*** STUDY MATERIAL Section Begins ***

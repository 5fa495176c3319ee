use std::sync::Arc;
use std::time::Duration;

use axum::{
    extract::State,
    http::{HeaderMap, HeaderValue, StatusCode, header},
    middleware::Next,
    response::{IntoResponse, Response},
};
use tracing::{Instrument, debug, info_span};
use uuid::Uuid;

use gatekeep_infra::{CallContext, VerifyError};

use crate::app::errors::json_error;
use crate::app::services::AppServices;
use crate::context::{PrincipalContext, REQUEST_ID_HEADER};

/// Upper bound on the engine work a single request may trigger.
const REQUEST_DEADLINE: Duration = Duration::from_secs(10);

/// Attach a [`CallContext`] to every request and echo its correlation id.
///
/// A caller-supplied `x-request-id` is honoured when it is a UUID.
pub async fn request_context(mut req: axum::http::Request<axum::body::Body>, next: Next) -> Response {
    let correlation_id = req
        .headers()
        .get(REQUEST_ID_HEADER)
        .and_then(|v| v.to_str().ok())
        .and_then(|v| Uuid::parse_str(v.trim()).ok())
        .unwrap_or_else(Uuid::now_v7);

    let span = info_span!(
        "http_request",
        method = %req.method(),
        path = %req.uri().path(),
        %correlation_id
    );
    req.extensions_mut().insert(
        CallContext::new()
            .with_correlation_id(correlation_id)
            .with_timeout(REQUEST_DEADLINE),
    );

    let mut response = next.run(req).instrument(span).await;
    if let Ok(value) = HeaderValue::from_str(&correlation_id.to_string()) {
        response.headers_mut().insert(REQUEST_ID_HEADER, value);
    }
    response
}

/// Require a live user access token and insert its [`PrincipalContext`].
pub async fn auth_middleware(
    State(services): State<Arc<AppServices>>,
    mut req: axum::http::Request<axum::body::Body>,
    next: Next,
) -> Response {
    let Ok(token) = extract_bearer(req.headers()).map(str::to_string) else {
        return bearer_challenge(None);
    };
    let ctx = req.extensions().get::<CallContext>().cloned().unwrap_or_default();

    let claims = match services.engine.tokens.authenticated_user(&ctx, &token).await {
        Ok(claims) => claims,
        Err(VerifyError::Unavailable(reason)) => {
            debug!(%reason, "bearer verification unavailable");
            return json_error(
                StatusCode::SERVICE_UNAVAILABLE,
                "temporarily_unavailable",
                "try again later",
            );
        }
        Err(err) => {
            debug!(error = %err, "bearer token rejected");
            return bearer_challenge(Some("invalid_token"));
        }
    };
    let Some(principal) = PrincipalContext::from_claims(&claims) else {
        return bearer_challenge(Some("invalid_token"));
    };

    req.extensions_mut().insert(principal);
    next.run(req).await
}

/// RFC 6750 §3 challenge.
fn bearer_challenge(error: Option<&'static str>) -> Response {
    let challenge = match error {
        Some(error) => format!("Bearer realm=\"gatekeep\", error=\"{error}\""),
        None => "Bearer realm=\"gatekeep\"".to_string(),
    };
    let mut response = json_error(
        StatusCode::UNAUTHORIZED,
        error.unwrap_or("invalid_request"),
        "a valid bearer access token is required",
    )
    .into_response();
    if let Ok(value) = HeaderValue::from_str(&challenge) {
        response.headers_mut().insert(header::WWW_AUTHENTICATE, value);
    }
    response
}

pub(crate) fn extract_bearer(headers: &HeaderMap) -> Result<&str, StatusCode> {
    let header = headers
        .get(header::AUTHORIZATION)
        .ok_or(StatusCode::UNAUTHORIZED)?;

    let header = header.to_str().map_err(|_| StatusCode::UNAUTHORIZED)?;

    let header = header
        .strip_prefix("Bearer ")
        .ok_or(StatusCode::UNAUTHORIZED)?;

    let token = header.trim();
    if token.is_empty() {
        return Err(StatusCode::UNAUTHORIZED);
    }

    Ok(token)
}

*** STUDY MATERIAL Section Ends ***

• **PROBLEM**
What is needed is a word-for-word copy of the records.

• **TASK SOLUTION**
repository 5fa495176c3319ee
use std::sync::Arc;
use std::time::Duration;

use axum::{
    extract::State,
    http::{HeaderMap, HeaderValue, StatusCode, header},
    middleware::Next,
    response::{IntoResponse, Response},
};
use tracing::{Instrument, debug, info_span};
use uuid::Uuid;

use gatekeep_infra::{CallContext, VerifyError};

use crate::app::errors::json_error;
use crate::app::services::AppServices;
use crate::context::{PrincipalContext, REQUEST_ID_HEADER};

/// Upper bound on the engine work a single request may trigger.
const REQUEST_DEADLINE: Duration = Duration::from_secs(10);

/// Attach a [`CallContext`] to every request and echo its correlation id.
///
/// A caller-supplied `x-request-id` is honoured when it is a UUID.
pub async fn request_context(mut req: axum::http::Request<axum::body::Body>, next: Next) -> Response {
    let correlation_id = req
        .headers()
        .get(REQUEST_ID_HEADER)
        .and_then(|v| v.to_str().ok())
        .and_then(|v| Uuid::parse_str(v.trim()).ok())
        .unwrap_or_else(Uuid::now_v7);

    let span = info_span!(
        "http_request",
        method = %req.method(),
        path = %req.uri().path(),
        %correlation_id
    );
    req.extensions_mut().insert(
        CallContext::new()
            .with_correlation_id(correlation_id)
            .with_timeout(REQUEST_DEADLINE),
    );

    let mut response = next.run(req).instrument(span).await;
    if let Ok(value) = HeaderValue::from_str(&correlation_id.to_string()) {
        response.headers_mut().insert(REQUEST_ID_HEADER, value);
    }
    response
}

/// Require a live user access token and insert its [`PrincipalContext`].
pub async fn auth_middleware(
    State(services): State<Arc<AppServices>>,
    mut req: axum::http::Request<axum::body::Body>,
    next: Next,
) -> Response {
    let Ok(token) = extract_bearer(req.headers()).map(str::to_string) else {
        return bearer_challenge(None);
    };
    let ctx = req.extensions().get::<CallContext>().cloned().unwrap_or_default();

    let claims = match services.engine.tokens.authenticated_user(&ctx, &token).await {
        Ok(claims) => claims,
        Err(VerifyError::Unavailable(reason)) => {
            debug!(%reason, "bearer verification unavailable");
            return json_error(
                StatusCode::SERVICE_UNAVAILABLE,
                "temporarily_unavailable",
                "try again later",
            );
        }
        Err(err) => {
            debug!(error = %err, "bearer token rejected");
            return bearer_challenge(Some("invalid_token"));
        }
    };
    let Some(principal) = PrincipalContext::from_claims(&claims) else {
        return bearer_challenge(Some("invalid_token"));
    };

    req.extensions_mut().insert(principal);
    next.run(req).await
}

/// RFC 6750 §3 challenge.
fn bearer_challenge(error: Option<&'static str>) -> Response {
    let challenge = match error {
        Some(error) => format!("Bearer realm=\"gatekeep\", error=\"{error}\""),
        None => "Bearer realm=\"gatekeep\"".to_string(),
    };
    let mut response = json_error(
        StatusCode::UNAUTHORIZED,
        error.unwrap_or("invalid_request"),
        "a valid bearer access token is required",
    )
    .into_response();
    if let Ok(value) = HeaderValue::from_str(&challenge) {
        response.headers_mut().insert(header::WWW_AUTHENTICATE, value);
    }
    response
}

pub(crate) fn extract_bearer(headers: &HeaderMap) -> Result<&str, StatusCode> {
    let header = headers
        .get(header::AUTHORIZATION)
        .ok_or(StatusCode::UNAUTHORIZED)?;

    let header = header.to_str().map_err(|_| StatusCode::UNAUTHORIZED)?;

    let header = header
        .strip_prefix("Bearer ")
        .ok_or(StatusCode::UNAUTHORIZED)?;

    let token = header.trim();
    if token.is_empty() {
        return Err(StatusCode::UNAUTHORIZED);
    }

    Ok(token)
}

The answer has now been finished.